What to work on> Your job is to set down the stretch of entries that opens with the line containing "let settings = self" and closes with the line containing "let response = match". Keep both end lines, copy each exactly, and add nothing.

========================================================================

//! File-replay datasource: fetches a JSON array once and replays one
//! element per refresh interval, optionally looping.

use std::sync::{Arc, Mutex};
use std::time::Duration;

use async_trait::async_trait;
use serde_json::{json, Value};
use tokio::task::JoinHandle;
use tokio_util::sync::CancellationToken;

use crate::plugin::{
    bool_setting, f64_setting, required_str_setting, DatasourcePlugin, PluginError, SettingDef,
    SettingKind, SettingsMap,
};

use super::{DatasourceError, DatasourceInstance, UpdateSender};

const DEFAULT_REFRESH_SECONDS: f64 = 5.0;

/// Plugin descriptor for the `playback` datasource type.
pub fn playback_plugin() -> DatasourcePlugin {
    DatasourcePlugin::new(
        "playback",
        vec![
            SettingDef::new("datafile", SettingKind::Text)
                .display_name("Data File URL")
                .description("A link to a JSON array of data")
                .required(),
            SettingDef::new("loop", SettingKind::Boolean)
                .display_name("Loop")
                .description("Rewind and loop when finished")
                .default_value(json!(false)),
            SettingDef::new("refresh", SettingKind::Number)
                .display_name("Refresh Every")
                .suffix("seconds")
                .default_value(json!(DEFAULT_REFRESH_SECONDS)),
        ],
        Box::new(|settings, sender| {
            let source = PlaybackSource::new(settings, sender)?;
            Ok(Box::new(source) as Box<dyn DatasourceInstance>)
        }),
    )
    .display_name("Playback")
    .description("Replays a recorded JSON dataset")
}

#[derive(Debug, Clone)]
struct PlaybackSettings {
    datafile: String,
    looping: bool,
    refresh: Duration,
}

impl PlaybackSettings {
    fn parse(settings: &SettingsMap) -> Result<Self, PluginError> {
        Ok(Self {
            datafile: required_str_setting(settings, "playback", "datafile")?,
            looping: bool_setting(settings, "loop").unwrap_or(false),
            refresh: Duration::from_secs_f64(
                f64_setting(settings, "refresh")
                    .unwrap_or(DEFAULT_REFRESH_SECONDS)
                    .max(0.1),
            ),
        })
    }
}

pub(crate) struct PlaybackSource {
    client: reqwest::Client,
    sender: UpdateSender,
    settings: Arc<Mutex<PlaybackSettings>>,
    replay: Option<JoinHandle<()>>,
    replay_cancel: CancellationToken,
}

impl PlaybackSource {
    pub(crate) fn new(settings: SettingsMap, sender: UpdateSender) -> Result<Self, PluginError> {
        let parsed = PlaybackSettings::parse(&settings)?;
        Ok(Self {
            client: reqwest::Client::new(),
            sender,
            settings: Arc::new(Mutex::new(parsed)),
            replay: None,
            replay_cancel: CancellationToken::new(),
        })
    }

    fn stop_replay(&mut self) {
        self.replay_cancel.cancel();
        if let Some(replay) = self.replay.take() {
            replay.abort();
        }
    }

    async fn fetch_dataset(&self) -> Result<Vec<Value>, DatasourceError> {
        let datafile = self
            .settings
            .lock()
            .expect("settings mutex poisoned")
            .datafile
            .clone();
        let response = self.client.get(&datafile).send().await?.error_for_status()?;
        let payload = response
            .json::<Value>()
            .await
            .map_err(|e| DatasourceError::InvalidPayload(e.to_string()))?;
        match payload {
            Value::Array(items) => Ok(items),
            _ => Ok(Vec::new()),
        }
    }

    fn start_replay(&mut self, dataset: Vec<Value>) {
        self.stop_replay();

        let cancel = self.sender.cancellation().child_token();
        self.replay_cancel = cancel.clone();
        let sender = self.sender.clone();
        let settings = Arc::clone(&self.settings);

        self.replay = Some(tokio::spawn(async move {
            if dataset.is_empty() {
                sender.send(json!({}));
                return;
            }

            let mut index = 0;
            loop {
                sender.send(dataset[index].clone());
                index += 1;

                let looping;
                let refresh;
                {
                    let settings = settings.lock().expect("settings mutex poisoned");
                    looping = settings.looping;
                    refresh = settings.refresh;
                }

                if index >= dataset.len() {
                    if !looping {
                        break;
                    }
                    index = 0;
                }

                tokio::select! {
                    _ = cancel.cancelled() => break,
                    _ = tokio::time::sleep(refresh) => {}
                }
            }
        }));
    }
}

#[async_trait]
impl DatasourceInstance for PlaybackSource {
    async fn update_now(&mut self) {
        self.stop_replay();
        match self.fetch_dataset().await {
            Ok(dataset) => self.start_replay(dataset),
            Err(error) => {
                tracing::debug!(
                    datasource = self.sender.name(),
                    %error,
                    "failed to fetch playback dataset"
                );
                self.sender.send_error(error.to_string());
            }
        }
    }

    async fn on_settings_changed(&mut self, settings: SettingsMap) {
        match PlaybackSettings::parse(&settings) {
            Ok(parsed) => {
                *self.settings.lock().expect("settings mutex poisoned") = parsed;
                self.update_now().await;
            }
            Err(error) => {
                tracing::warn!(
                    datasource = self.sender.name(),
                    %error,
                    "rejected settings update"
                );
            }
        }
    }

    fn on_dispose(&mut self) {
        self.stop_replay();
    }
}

========================================================================

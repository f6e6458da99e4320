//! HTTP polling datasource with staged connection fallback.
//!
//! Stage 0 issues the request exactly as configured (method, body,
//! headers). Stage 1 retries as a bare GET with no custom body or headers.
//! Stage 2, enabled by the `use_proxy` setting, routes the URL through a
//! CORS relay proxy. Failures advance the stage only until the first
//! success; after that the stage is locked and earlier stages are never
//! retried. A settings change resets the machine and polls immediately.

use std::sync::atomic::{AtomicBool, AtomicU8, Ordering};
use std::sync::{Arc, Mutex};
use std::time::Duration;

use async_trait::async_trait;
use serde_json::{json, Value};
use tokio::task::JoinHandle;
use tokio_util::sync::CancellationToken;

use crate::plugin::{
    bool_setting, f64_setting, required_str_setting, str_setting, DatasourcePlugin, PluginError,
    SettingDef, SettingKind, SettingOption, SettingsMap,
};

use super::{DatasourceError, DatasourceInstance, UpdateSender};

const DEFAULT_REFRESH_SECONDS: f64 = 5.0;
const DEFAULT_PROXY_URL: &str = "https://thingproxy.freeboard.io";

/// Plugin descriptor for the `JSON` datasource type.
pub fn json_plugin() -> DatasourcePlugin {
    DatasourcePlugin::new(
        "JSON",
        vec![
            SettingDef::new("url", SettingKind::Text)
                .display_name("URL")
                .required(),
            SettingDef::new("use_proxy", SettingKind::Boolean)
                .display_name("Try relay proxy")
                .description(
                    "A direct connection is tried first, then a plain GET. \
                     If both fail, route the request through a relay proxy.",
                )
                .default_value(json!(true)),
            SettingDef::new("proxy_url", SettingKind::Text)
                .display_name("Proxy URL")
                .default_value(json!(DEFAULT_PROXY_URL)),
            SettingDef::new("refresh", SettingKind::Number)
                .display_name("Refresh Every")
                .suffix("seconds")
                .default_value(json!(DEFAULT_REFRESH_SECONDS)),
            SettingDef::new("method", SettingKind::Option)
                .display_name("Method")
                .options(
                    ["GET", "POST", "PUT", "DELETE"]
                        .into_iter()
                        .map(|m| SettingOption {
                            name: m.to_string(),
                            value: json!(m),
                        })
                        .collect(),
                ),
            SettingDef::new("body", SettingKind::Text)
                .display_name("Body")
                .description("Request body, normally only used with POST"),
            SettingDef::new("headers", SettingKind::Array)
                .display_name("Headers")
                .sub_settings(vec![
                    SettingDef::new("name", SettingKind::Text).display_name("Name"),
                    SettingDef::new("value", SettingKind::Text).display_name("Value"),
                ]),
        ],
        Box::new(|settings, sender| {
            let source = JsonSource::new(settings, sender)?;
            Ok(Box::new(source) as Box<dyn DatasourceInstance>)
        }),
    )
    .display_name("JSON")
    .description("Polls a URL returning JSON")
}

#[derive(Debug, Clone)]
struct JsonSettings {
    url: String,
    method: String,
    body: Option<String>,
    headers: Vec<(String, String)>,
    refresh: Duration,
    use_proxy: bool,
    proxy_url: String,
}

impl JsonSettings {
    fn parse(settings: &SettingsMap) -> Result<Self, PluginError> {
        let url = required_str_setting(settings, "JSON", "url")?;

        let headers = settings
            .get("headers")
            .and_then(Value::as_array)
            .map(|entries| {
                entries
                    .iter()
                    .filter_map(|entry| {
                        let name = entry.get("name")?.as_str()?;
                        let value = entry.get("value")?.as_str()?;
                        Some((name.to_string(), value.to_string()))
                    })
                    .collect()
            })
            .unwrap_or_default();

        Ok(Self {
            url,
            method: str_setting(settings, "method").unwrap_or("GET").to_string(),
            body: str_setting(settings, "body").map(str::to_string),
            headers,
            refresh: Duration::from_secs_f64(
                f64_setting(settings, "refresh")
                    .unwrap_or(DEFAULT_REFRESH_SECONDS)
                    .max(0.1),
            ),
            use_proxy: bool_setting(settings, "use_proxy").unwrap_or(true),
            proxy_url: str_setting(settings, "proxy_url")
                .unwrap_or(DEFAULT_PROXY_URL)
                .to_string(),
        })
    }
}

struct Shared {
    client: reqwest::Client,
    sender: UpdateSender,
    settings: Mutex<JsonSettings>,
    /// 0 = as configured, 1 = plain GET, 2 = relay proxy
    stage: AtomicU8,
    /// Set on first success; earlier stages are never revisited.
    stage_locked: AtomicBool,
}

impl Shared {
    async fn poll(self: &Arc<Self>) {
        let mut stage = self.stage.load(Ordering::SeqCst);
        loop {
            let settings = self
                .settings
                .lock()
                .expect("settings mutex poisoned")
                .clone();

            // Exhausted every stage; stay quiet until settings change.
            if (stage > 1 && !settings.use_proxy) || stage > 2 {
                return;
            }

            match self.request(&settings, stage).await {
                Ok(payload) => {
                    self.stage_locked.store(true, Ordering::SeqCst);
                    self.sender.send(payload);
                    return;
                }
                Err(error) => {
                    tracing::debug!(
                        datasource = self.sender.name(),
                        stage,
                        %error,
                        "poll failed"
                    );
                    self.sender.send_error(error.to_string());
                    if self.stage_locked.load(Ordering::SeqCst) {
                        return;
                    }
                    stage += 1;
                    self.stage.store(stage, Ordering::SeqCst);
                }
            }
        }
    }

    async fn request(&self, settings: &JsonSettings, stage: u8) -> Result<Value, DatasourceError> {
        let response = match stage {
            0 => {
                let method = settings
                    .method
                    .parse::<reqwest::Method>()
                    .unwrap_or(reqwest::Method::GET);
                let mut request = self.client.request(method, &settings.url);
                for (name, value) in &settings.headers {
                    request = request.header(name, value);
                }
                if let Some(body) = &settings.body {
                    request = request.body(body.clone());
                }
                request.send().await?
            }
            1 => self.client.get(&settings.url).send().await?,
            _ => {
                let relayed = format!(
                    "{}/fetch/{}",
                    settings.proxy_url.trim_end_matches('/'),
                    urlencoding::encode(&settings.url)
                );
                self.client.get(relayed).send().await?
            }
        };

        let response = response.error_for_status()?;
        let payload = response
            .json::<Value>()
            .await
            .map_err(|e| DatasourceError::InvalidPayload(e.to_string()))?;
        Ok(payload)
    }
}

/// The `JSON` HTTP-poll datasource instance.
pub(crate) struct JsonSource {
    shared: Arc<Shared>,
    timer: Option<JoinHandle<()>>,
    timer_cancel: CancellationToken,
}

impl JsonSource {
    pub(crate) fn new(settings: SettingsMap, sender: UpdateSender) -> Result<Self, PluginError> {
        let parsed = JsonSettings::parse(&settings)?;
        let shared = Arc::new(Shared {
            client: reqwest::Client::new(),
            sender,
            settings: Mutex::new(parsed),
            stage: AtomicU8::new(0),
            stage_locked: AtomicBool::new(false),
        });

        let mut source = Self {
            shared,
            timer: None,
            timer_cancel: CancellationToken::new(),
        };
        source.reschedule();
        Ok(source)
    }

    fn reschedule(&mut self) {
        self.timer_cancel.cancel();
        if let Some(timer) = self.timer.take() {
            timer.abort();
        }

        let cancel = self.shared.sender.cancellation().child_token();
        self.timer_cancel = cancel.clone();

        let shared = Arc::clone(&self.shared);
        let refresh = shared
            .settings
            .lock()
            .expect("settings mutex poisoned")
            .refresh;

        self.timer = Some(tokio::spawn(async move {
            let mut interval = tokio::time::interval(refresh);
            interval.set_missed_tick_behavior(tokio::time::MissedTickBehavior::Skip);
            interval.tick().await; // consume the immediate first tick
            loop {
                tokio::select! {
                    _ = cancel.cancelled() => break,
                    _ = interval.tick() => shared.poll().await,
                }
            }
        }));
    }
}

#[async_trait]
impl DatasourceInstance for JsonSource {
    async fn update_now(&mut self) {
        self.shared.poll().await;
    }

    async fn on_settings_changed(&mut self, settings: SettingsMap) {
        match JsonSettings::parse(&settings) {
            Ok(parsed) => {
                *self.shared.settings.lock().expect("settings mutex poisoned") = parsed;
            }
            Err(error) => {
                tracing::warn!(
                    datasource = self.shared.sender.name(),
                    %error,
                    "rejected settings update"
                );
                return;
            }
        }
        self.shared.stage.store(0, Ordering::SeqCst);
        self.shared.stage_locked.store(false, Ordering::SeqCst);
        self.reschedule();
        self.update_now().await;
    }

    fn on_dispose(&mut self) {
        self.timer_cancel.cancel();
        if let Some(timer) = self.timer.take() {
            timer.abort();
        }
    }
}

========================================================================

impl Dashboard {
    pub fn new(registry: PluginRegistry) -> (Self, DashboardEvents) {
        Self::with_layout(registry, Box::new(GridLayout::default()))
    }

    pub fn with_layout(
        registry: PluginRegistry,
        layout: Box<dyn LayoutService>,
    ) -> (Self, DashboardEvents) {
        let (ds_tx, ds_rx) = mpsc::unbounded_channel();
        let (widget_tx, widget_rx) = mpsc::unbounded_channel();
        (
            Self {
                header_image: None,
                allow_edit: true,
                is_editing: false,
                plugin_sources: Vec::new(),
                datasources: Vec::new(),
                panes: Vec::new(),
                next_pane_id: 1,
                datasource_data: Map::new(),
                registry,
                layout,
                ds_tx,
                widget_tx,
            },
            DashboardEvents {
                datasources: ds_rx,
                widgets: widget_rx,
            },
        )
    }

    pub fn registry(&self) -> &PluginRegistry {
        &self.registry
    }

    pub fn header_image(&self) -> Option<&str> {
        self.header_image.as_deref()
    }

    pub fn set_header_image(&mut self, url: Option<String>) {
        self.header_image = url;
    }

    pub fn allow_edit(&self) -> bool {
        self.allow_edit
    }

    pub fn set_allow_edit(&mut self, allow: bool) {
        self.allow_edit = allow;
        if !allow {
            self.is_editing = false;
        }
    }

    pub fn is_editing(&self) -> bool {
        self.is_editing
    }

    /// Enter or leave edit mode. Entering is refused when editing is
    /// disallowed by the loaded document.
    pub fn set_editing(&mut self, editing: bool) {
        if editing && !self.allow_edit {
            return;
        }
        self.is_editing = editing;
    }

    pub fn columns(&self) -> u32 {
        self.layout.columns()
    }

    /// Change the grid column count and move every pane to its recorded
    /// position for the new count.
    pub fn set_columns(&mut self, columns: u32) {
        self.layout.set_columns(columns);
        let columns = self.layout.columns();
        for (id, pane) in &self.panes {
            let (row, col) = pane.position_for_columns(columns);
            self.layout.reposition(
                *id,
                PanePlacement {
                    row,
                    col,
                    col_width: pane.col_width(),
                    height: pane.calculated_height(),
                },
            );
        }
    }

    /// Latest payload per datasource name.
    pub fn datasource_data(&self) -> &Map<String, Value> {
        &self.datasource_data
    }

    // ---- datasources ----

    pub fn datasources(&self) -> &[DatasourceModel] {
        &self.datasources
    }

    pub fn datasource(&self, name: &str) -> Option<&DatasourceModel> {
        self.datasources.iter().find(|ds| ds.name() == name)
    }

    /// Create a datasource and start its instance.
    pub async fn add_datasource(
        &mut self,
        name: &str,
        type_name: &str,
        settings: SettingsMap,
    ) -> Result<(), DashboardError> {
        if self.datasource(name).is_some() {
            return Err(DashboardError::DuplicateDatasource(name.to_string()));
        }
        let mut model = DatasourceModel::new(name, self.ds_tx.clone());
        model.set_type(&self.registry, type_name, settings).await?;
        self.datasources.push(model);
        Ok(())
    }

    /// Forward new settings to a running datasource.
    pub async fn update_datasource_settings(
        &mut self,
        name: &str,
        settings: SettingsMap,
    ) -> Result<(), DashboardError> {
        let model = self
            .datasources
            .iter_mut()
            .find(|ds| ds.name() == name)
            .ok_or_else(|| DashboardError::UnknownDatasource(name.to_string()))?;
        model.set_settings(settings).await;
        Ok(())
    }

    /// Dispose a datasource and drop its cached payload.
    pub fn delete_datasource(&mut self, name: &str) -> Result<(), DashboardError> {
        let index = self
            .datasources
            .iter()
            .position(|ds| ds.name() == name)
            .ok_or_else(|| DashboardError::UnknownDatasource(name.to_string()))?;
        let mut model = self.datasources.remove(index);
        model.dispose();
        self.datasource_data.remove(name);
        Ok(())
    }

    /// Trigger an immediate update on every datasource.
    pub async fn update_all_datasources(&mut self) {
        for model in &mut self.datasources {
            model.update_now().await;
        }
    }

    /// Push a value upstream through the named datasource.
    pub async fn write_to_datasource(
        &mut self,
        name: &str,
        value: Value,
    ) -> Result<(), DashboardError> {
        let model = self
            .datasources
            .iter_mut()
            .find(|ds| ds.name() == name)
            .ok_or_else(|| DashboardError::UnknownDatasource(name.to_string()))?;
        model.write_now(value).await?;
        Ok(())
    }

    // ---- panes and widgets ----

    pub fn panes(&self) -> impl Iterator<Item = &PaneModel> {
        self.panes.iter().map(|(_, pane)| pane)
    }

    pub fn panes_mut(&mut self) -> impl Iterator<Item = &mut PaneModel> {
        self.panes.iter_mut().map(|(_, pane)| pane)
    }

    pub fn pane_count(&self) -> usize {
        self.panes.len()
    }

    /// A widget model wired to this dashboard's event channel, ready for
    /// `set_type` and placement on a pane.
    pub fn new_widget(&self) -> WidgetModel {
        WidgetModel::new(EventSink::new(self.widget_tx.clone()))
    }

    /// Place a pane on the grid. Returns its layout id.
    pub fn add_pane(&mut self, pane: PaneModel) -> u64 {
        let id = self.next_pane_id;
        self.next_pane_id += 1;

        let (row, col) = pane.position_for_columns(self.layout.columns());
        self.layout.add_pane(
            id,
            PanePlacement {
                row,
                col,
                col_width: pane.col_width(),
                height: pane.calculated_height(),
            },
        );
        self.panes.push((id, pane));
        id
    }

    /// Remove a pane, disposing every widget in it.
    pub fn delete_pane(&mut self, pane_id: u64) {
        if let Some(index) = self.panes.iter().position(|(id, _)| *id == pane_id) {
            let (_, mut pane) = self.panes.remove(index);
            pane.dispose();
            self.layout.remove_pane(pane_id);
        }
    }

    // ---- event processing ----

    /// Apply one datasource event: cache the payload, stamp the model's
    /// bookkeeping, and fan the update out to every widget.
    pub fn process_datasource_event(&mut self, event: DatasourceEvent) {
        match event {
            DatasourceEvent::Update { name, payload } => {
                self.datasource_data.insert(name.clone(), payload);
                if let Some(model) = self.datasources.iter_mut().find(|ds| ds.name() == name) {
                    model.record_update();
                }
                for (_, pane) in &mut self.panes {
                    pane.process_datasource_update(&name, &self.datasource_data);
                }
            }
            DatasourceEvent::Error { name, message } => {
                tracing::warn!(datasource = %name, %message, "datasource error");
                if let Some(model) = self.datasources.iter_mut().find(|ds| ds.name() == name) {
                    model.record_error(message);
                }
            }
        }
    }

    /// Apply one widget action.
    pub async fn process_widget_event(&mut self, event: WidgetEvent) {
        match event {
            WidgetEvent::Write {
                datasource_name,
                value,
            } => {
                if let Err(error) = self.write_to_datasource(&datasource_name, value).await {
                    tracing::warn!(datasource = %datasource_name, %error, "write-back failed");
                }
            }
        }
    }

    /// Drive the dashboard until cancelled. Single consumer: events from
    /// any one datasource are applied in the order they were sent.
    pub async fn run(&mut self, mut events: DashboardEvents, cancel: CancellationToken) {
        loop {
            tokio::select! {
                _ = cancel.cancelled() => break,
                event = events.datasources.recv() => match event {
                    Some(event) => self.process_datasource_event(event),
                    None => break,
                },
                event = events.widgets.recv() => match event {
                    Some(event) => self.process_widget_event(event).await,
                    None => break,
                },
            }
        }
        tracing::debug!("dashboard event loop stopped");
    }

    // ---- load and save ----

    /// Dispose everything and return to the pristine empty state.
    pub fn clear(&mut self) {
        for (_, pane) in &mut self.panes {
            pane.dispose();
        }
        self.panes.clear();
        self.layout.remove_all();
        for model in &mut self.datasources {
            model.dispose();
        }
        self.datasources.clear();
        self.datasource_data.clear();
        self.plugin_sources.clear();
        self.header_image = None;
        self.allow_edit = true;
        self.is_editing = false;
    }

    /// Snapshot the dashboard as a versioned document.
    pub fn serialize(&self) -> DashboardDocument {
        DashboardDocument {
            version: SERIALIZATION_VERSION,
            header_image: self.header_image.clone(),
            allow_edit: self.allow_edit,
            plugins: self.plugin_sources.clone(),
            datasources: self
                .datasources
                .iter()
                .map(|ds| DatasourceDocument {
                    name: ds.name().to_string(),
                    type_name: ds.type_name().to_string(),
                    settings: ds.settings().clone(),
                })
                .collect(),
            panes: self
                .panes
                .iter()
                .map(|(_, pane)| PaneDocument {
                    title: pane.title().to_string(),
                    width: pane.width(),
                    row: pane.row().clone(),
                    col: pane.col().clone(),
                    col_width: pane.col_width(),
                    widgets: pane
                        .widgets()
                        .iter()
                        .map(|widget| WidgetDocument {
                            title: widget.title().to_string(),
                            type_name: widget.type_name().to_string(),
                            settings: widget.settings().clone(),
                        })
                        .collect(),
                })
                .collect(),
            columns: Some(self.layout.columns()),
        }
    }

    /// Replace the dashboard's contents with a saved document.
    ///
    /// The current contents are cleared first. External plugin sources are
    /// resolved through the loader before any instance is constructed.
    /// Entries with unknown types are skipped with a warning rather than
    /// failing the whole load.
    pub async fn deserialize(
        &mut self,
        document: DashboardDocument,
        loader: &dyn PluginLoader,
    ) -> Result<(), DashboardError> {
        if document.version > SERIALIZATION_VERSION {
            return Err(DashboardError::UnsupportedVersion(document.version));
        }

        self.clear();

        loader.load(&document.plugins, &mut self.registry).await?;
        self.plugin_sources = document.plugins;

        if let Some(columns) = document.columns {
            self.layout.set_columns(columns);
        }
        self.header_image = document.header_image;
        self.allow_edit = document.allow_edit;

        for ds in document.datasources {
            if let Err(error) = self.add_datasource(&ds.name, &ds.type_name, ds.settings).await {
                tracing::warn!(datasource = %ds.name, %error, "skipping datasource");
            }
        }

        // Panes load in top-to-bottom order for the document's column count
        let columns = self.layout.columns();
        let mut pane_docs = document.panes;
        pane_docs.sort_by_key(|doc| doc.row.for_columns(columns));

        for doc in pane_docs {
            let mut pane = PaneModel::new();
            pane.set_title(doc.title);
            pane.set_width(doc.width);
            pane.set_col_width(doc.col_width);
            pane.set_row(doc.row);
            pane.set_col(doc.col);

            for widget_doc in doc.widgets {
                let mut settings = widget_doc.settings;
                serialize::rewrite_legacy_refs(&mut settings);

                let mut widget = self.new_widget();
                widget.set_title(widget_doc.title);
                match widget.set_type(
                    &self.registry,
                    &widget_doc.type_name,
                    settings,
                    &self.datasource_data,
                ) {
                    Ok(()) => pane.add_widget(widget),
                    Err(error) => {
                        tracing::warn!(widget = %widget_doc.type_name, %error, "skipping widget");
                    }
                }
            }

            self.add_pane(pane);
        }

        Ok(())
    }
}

========================================================================

Exercise answer>
            let settings = self
                .settings
                .lock()
                .expect("settings mutex poisoned")
                .clone();

            // Exhausted every stage; stay quiet until settings change.
            if (stage > 1 && !settings.use_proxy) || stage > 2 {
                return;
            }

            match self.request(&settings, stage).await {
                Ok(payload) => {
                    self.stage_locked.store(true, Ordering::SeqCst);
                    self.sender.send(payload);
                    return;
                }
                Err(error) => {
                    tracing::debug!(
                        datasource = self.sender.name(),
                        stage,
                        %error,
                        "poll failed"
                    );
                    self.sender.send_error(error.to_string());
                    if self.stage_locked.load(Ordering::SeqCst) {
                        return;
                    }
                    stage += 1;
                    self.stage.store(stage, Ordering::SeqCst);
                }
            }
        }
    }

    async fn request(&self, settings: &JsonSettings, stage: u8) -> Result<Value, DatasourceError> {
        let response = match stage {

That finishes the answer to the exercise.